EXCERPTED RECORDS:
# # # # # # #

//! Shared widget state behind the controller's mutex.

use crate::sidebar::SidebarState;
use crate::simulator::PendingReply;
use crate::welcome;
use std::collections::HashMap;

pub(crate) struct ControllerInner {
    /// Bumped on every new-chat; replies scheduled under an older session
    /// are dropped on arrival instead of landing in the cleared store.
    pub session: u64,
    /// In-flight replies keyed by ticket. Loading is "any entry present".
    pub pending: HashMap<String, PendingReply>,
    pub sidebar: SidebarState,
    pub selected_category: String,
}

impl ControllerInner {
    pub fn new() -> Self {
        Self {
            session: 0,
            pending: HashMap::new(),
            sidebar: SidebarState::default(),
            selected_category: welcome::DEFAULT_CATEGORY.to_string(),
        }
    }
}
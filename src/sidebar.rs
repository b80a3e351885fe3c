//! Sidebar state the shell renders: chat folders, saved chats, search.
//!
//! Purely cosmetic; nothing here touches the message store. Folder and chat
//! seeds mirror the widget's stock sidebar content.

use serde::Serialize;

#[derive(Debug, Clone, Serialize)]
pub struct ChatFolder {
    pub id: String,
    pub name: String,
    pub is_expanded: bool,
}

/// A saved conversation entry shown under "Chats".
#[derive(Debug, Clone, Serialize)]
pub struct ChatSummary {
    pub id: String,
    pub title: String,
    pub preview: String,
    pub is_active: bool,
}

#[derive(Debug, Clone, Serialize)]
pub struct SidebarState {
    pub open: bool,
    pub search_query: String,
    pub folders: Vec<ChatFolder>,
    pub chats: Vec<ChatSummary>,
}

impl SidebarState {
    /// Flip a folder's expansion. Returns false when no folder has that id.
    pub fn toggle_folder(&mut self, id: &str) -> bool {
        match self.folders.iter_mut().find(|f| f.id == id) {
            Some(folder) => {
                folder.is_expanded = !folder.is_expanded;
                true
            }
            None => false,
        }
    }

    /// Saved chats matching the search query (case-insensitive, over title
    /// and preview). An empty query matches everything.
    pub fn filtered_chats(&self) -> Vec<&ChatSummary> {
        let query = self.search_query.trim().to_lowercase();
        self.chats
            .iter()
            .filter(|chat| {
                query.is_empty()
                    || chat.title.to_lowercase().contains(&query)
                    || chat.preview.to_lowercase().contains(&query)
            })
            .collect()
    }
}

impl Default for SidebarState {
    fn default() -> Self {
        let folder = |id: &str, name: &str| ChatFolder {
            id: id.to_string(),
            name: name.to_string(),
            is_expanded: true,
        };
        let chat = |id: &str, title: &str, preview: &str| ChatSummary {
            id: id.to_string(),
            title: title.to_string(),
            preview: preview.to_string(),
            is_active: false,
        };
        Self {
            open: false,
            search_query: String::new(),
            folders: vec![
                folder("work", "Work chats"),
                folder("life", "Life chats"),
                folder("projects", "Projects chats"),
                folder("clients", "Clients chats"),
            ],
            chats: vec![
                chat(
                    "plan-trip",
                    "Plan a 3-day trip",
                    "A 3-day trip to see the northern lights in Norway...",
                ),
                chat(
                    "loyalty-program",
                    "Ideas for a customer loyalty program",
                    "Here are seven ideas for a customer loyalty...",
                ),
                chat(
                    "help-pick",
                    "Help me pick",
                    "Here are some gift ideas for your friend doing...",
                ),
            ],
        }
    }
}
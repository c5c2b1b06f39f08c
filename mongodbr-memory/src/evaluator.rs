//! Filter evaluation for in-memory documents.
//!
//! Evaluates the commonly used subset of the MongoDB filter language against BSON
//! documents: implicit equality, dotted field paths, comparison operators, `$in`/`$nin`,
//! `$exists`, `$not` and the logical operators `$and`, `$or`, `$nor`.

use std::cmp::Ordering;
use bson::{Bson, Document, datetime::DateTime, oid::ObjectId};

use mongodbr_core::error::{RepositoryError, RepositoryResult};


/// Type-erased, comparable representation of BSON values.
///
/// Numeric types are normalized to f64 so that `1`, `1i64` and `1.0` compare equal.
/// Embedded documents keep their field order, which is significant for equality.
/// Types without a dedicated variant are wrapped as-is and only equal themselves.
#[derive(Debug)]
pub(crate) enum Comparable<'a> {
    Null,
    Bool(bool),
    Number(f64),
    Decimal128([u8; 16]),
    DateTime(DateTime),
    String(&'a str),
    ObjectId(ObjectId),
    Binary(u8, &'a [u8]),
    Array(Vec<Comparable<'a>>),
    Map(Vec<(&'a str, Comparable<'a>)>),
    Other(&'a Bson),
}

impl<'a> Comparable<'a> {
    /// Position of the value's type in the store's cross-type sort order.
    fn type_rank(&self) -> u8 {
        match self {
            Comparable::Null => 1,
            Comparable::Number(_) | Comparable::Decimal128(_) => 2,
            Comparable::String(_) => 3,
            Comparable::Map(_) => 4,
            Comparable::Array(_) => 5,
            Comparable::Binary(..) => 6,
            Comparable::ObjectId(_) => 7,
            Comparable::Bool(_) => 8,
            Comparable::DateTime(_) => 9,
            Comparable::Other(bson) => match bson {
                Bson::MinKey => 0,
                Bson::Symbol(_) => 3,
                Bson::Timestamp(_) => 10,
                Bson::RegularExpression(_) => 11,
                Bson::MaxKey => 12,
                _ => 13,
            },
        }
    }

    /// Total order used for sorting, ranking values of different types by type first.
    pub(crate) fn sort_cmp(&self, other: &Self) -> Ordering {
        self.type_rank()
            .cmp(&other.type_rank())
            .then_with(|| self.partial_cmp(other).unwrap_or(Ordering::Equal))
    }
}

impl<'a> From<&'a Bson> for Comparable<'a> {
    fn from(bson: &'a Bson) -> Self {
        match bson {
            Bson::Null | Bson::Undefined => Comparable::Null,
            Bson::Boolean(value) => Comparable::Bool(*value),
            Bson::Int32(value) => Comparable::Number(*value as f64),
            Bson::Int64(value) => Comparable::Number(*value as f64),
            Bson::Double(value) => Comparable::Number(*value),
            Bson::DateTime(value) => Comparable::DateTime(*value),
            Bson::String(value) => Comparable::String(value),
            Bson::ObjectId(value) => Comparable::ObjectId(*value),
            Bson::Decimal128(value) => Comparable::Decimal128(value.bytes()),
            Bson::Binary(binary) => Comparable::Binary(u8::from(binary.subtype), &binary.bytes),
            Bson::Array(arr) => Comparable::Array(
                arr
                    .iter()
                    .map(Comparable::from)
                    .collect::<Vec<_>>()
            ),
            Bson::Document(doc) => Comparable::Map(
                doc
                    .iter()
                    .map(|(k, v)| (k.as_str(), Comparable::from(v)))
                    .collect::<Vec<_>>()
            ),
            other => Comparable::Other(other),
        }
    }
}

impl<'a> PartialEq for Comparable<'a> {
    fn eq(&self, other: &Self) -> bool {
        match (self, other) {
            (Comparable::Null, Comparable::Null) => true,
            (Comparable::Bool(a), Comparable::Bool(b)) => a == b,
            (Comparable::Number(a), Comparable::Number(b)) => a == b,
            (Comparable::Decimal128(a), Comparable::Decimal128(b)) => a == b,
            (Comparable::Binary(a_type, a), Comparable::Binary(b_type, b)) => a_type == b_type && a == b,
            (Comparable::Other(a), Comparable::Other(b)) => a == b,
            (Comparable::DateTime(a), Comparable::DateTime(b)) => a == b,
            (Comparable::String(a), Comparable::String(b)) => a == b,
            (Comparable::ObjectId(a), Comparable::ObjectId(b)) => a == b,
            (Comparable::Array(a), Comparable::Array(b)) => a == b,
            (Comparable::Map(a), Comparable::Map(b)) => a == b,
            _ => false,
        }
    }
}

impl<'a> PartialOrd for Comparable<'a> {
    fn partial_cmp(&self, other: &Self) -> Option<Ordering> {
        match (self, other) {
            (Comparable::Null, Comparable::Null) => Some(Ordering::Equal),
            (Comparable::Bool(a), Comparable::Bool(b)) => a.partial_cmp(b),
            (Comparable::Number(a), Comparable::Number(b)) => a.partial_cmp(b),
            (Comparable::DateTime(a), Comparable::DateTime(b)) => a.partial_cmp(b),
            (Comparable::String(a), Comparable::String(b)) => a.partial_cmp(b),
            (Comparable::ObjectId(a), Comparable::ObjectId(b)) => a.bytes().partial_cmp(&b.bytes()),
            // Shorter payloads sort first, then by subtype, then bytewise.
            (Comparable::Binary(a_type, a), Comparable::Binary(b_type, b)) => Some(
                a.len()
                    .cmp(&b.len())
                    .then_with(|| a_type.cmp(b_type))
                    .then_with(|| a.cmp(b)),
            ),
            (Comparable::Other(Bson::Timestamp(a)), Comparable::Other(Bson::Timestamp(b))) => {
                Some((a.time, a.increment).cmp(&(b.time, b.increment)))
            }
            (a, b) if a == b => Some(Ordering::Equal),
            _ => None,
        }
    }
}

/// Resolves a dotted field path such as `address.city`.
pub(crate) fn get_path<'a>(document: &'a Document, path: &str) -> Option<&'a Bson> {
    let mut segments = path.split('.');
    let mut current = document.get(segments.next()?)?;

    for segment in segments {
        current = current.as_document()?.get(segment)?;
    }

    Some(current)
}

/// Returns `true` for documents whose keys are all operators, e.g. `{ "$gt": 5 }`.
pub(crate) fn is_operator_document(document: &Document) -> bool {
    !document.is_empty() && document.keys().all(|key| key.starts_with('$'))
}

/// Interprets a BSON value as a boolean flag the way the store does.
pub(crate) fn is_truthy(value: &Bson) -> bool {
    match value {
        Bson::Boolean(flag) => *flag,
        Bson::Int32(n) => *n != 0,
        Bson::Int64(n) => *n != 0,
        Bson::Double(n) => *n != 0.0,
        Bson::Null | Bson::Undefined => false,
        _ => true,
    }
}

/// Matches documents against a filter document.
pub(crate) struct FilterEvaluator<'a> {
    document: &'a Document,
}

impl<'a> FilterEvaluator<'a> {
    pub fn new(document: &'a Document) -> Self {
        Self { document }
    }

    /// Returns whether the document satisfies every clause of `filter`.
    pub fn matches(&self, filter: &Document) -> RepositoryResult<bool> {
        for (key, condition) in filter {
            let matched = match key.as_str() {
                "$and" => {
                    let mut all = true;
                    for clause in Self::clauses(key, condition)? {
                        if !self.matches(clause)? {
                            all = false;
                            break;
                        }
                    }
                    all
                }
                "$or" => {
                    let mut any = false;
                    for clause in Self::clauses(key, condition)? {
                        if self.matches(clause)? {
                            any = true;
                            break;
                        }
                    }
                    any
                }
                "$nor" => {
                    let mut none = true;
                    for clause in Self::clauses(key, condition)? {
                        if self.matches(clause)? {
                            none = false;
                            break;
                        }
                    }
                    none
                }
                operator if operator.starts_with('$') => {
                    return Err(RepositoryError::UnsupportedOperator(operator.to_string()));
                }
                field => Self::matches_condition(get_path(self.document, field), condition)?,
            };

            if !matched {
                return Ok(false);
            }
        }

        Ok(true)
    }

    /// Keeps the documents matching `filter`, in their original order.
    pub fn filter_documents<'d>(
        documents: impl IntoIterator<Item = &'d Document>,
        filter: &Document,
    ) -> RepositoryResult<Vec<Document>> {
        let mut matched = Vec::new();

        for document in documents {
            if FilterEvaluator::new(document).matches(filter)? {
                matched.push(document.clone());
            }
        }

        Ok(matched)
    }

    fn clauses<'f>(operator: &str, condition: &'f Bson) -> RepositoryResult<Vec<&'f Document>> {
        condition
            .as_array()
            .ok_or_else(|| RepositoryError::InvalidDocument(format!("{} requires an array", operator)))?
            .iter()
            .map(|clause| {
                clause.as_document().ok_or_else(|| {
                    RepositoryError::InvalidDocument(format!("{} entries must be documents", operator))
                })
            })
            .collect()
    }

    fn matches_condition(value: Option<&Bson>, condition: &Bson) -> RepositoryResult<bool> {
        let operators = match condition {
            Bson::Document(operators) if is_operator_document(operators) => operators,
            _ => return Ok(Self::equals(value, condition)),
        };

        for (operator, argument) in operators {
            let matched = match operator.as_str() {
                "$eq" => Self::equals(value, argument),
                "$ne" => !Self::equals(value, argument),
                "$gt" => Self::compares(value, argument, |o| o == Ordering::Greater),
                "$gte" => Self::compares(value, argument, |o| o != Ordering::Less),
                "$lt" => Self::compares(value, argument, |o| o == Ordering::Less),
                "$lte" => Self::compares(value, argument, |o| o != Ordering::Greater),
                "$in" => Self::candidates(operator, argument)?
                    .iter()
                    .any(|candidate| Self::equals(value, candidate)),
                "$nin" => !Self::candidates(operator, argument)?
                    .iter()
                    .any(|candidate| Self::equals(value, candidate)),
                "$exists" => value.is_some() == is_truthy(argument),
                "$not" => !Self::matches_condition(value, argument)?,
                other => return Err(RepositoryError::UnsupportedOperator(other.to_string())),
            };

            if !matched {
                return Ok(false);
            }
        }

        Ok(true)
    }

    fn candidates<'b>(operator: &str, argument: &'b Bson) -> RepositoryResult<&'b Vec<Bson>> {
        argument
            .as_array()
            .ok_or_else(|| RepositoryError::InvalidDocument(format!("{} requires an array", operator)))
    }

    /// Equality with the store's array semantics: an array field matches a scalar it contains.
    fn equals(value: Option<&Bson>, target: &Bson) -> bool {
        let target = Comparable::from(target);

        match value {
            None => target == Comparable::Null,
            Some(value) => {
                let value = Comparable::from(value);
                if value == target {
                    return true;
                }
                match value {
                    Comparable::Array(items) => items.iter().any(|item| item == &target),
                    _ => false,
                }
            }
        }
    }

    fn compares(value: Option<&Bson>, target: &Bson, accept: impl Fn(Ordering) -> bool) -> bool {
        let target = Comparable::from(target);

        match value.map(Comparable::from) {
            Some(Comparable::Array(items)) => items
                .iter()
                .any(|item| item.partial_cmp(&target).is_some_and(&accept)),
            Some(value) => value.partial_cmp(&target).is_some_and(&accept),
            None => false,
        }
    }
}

# # # # # # #

TASK ITEM: Determine how many lines in the listing above hold the word "ChatFolder", and reply with that number only.

SOLUTION TO THE EXERCISE: 3